How to complete this task: Check each line of the data below for the string "output", then state how many have it and nothing else.

======== Task inputs

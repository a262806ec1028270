use std::sync::{Arc, Mutex};
use std::thread;
use std::time::{Duration, Instant};

/// Monotonic clock abstraction for pacing, debounce, and the brew timer.
///
/// - now(): returns a monotonic Instant
/// - sleep(): sleeps for the provided duration (implementations may simulate)
/// - ms_since(): helper to compute elapsed milliseconds from an epoch Instant
pub trait Clock {
    fn now(&self) -> Instant;
    fn sleep(&self, d: Duration);

    /// Milliseconds elapsed since `epoch`, saturating at 0 on underflow.
    fn ms_since(&self, epoch: Instant) -> u64 {
        let dur = self.now().saturating_duration_since(epoch);
        dur.as_millis() as u64
    }
}

/// Default, real-time monotonic clock backed by std::time::Instant.
#[derive(Debug, Default, Clone, Copy)]
pub struct MonotonicClock;

impl MonotonicClock {
    #[inline]
    pub fn new() -> Self {
        Self
    }
}

impl Clock for MonotonicClock {
    #[inline]
    fn now(&self) -> Instant {
        Instant::now()
    }

    #[inline]
    fn sleep(&self, d: Duration) {
        if d.is_zero() {
            return;
        }
        thread::sleep(d);
    }
}

/// Deterministic clock for tests: time only moves when advanced, and
/// `sleep` advances it instead of blocking. This lets the fixed debounce
/// and pacing delays of the control loop run without real waiting.
///
/// now() = origin + offset
#[derive(Debug, Clone)]
pub struct ManualClock {
    origin: Instant,
    offset: Arc<Mutex<Duration>>,
}

impl Default for ManualClock {
    fn default() -> Self {
        Self::new()
    }
}

impl ManualClock {
    pub fn new() -> Self {
        Self {
            origin: Instant::now(),
            offset: Arc::new(Mutex::new(Duration::ZERO)),
        }
    }

    /// Advance the clock by the given duration.
    pub fn advance(&self, d: Duration) {
        if let Ok(mut off) = self.offset.lock() {
            *off = off.saturating_add(d);
        }
    }

    /// Milliseconds elapsed since the clock's origin.
    pub fn elapsed_ms(&self) -> u64 {
        let off = self.offset.lock().map(|g| *g).unwrap_or(Duration::ZERO);
        off.as_millis() as u64
    }
}

impl Clock for ManualClock {
    fn now(&self) -> Instant {
        let off = self.offset.lock().map(|g| *g).unwrap_or(Duration::ZERO);
        self.origin + off
    }

    fn sleep(&self, d: Duration) {
        self.advance(d);
    }
}

#[cfg(test)]
mod tests {
    use super::*;

    #[test]
    fn manual_clock_sleep_advances_without_blocking() {
        let clk = ManualClock::new();
        let epoch = clk.now();
        clk.sleep(Duration::from_millis(30));
        clk.advance(Duration::from_millis(10));
        assert_eq!(clk.ms_since(epoch), 40);
    }

    #[test]
    fn ms_since_saturates_at_zero() {
        let clk = MonotonicClock::new();
        let future = clk.now() + Duration::from_secs(60);
        assert_eq!(clk.ms_since(future), 0);
    }
}
#![cfg_attr(all(not(debug_assertions), not(test)), deny(warnings))]
#![cfg_attr(
    all(not(debug_assertions), not(test)),
    deny(clippy::all, clippy::pedantic, clippy::nursery)
)]
#![allow(clippy::module_name_repetitions, clippy::missing_errors_doc)]
//! Config schema for the brew scale controller.
//!
//! `Config` and its sub-structs are deserialized from TOML and validated.
//! Every tuning constant of the signal pipeline and the flow-gated timer is
//! exposed here; the shipped defaults are the reference tuning.

use serde::Deserialize;

#[derive(Debug, Deserialize, Clone, Copy)]
#[serde(default)]
pub struct Pins {
    /// HX711 data pin (DT).
    pub hx711_dt: u8,
    /// HX711 clock pin (SCK).
    pub hx711_sck: u8,
    /// Tare button input; None disables the hardware tare trigger.
    pub tare_button: Option<u8>,
    /// Active buzzer output; None falls back to the console buzzer.
    pub buzzer: Option<u8>,
}

impl Default for Pins {
    fn default() -> Self {
        Self {
            hx711_dt: 5,
            hx711_sck: 6,
            tare_button: Some(17),
            buzzer: None,
        }
    }
}

/// Adaptive filter tuning. The three (threshold, alpha) bands trade
/// responsiveness for noise rejection as motion magnitude shrinks; alpha is
/// the weight retained on the previous output, so higher alpha = slower.
#[derive(Debug, Deserialize, Clone, Copy)]
#[serde(default)]
pub struct FilterCfg {
    /// Jumps larger than this are treated as real events and snap the filter.
    pub snap_g: f32,
    /// Fast-tracking band threshold.
    pub fast_g: f32,
    pub fast_alpha: f32,
    /// Medium band threshold.
    pub medium_g: f32,
    pub medium_alpha: f32,
    /// Heavy smoothing for near-static noise.
    pub settle_alpha: f32,
}

impl Default for FilterCfg {
    fn default() -> Self {
        Self {
            snap_g: 1.0,
            fast_g: 0.3,
            fast_alpha: 0.4,
            medium_g: 0.1,
            medium_alpha: 0.7,
            settle_alpha: 0.95,
        }
    }
}

/// Display conditioning: hysteresis, zero clamp bands, quantization step.
#[derive(Debug, Deserialize, Clone, Copy)]
#[serde(default)]
pub struct DisplayCfg {
    /// Suppress shown-weight updates until drift reaches this band.
    pub hysteresis_g: f32,
    /// Negative-side zero clamp band (magnitude). Wider than the positive
    /// band because tare drift skews negative.
    pub zero_band_neg_g: f32,
    /// Positive-side zero clamp band.
    pub zero_band_pos_g: f32,
    /// Display resolution; shown weight is a multiple of this.
    pub resolution_g: f32,
}

impl Default for DisplayCfg {
    fn default() -> Self {
        Self {
            hysteresis_g: 0.08,
            zero_band_neg_g: 0.3,
            zero_band_pos_g: 0.2,
            resolution_g: 0.1,
        }
    }
}

/// Flow-gated brew timer tuning.
#[derive(Debug, Deserialize, Clone, Copy)]
#[serde(default)]
pub struct TimerCfg {
    /// Stable weight that starts the timer from idle.
    pub start_g: f32,
    /// Per-tick weight delta below which flow counts as stalled.
    pub min_flow_g: f32,
    /// Stall must persist this long before the timer stops.
    pub min_flow_ms: u64,
}

impl Default for TimerCfg {
    fn default() -> Self {
        Self {
            start_g: 2.0,
            min_flow_g: 0.2,
            min_flow_ms: 800,
        }
    }
}

/// Control loop pacing and input debounce.
#[derive(Debug, Deserialize, Clone, Copy)]
#[serde(default)]
pub struct LoopCfg {
    /// Nominal tick period in milliseconds.
    pub tick_ms: u64,
    /// Raw reads averaged per units sample.
    pub sample_average: u8,
    /// Tare button confirm/release poll delay.
    pub debounce_ms: u64,
    /// HX711 data-ready wait budget per raw read.
    pub sensor_timeout_ms: u64,
}

impl Default for LoopCfg {
    fn default() -> Self {
        Self {
            tick_ms: 30,
            sample_average: 3,
            debounce_ms: 20,
            sensor_timeout_ms: 100,
        }
    }
}

/// Manual single-factor calibration: units = (raw - tare offset) / scale_factor.
/// Tuned by hand; not persisted and not multi-point.
#[derive(Debug, Deserialize, Clone, Copy)]
#[serde(default)]
pub struct Calibration {
    pub scale_factor: f32,
}

impl Default for Calibration {
    fn default() -> Self {
        Self { scale_factor: 1.0 }
    }
}

#[derive(Debug, Deserialize, Default, Clone)]
#[serde(default)]
pub struct Logging {
    pub file: Option<String>,  // path to .log (JSON lines)
    pub level: Option<String>, // "info","debug"
    /// Log rotation policy: "never" | "daily" | "hourly" (default: never)
    pub rotation: Option<String>,
}

#[derive(Debug, Deserialize, Default)]
#[serde(default)]
pub struct Config {
    pub pins: Pins,
    pub filter: FilterCfg,
    pub display: DisplayCfg,
    pub timer: TimerCfg,
    #[serde(rename = "loop")]
    pub pacing: LoopCfg,
    pub calibration: Calibration,
    pub logging: Logging,
}

pub fn load_toml(s: &str) -> Result<Config, toml::de::Error> {
    toml::from_str::<Config>(s)
}

impl Config {
    /// Validate cross-field constraints that serde cannot express.
    pub fn validate(&self) -> eyre::Result<()> {
        let f = &self.filter;
        for (name, v) in [
            ("filter.snap_g", f.snap_g),
            ("filter.fast_g", f.fast_g),
            ("filter.medium_g", f.medium_g),
            ("filter.fast_alpha", f.fast_alpha),
            ("filter.medium_alpha", f.medium_alpha),
            ("filter.settle_alpha", f.settle_alpha),
        ] {
            if !v.is_finite() {
                eyre::bail!("{name} must be finite");
            }
        }
        if !(f.snap_g > f.fast_g && f.fast_g > f.medium_g && f.medium_g > 0.0) {
            eyre::bail!("filter bands must satisfy snap_g > fast_g > medium_g > 0");
        }
        for (name, a) in [
            ("filter.fast_alpha", f.fast_alpha),
            ("filter.medium_alpha", f.medium_alpha),
            ("filter.settle_alpha", f.settle_alpha),
        ] {
            if !(a > 0.0 && a <= 1.0) {
                eyre::bail!("{name} must be in (0, 1]");
            }
        }

        let d = &self.display;
        if !(d.hysteresis_g.is_finite() && d.hysteresis_g >= 0.0) {
            eyre::bail!("display.hysteresis_g must be >= 0");
        }
        if !(d.zero_band_neg_g.is_finite() && d.zero_band_neg_g >= 0.0) {
            eyre::bail!("display.zero_band_neg_g must be >= 0");
        }
        if !(d.zero_band_pos_g.is_finite() && d.zero_band_pos_g >= 0.0) {
            eyre::bail!("display.zero_band_pos_g must be >= 0");
        }
        if !(d.resolution_g.is_finite() && d.resolution_g > 0.0) {
            eyre::bail!("display.resolution_g must be > 0");
        }

        let t = &self.timer;
        if !(t.start_g.is_finite() && t.start_g > 0.0) {
            eyre::bail!("timer.start_g must be > 0");
        }
        if !(t.min_flow_g.is_finite() && t.min_flow_g > 0.0) {
            eyre::bail!("timer.min_flow_g must be > 0");
        }
        if t.min_flow_ms == 0 {
            eyre::bail!("timer.min_flow_ms must be >= 1");
        }

        if self.pacing.tick_ms == 0 {
            eyre::bail!("loop.tick_ms must be >= 1");
        }
        if self.pacing.sample_average == 0 {
            eyre::bail!("loop.sample_average must be >= 1");
        }
        if self.pacing.sensor_timeout_ms == 0 {
            eyre::bail!("loop.sensor_timeout_ms must be >= 1");
        }

        let sf = self.calibration.scale_factor;
        if !sf.is_finite() || sf == 0.0 {
            eyre::bail!("calibration.scale_factor must be finite and non-zero");
        }

        if let Some(rot) = self.logging.rotation.as_deref()
            && !matches!(rot, "never" | "daily" | "hourly")
        {
            eyre::bail!("logging.rotation must be one of never|daily|hourly");
        }
        Ok(())
    }
}

#[cfg(test)]
mod tests {
    use super::*;

    #[test]
    fn empty_toml_yields_reference_defaults() {
        let cfg = load_toml("").expect("empty config parses");
        assert!(cfg.validate().is_ok());
        assert_eq!(cfg.pacing.tick_ms, 30);
        assert!((cfg.filter.settle_alpha - 0.95).abs() < 1e-6);
        assert!((cfg.display.hysteresis_g - 0.08).abs() < 1e-6);
        assert_eq!(cfg.timer.min_flow_ms, 800);
    }

    #[test]
    fn partial_section_merges_with_defaults() {
        let cfg = load_toml("[timer]\nstart_g = 5.0\n").expect("parses");
        assert!((cfg.timer.start_g - 5.0).abs() < 1e-6);
        assert!((cfg.timer.min_flow_g - 0.2).abs() < 1e-6);
    }
}
//! `From` implementations bridging `brewscale_config` types to
//! `brewscale_core` types.
//!
//! These eliminate manual field-by-field mapping in the CLI.

use crate::config::{DisplayCfg, FilterCfg, LoopCfg, TimerCfg};

// ── FilterCfg ────────────────────────────────────────────────────────────────

impl From<&brewscale_config::FilterCfg> for FilterCfg {
    fn from(c: &brewscale_config::FilterCfg) -> Self {
        Self {
            snap_g: c.snap_g,
            fast_g: c.fast_g,
            fast_alpha: c.fast_alpha,
            medium_g: c.medium_g,
            medium_alpha: c.medium_alpha,
            settle_alpha: c.settle_alpha,
        }
    }
}

// ── DisplayCfg ───────────────────────────────────────────────────────────────

impl From<&brewscale_config::DisplayCfg> for DisplayCfg {
    fn from(c: &brewscale_config::DisplayCfg) -> Self {
        Self {
            hysteresis_g: c.hysteresis_g,
            zero_band_neg_g: c.zero_band_neg_g,
            zero_band_pos_g: c.zero_band_pos_g,
            resolution_g: c.resolution_g,
        }
    }
}

// ── TimerCfg ─────────────────────────────────────────────────────────────────

impl From<&brewscale_config::TimerCfg> for TimerCfg {
    fn from(c: &brewscale_config::TimerCfg) -> Self {
        Self {
            start_g: c.start_g,
            min_flow_g: c.min_flow_g,
            min_flow_ms: c.min_flow_ms,
        }
    }
}

// ── LoopCfg ──────────────────────────────────────────────────────────────────

impl From<&brewscale_config::LoopCfg> for LoopCfg {
    fn from(c: &brewscale_config::LoopCfg) -> Self {
        Self {
            tick_ms: c.tick_ms,
            sample_average: c.sample_average,
            debounce_ms: c.debounce_ms,
        }
    }
}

================

Solution for this exercise: 2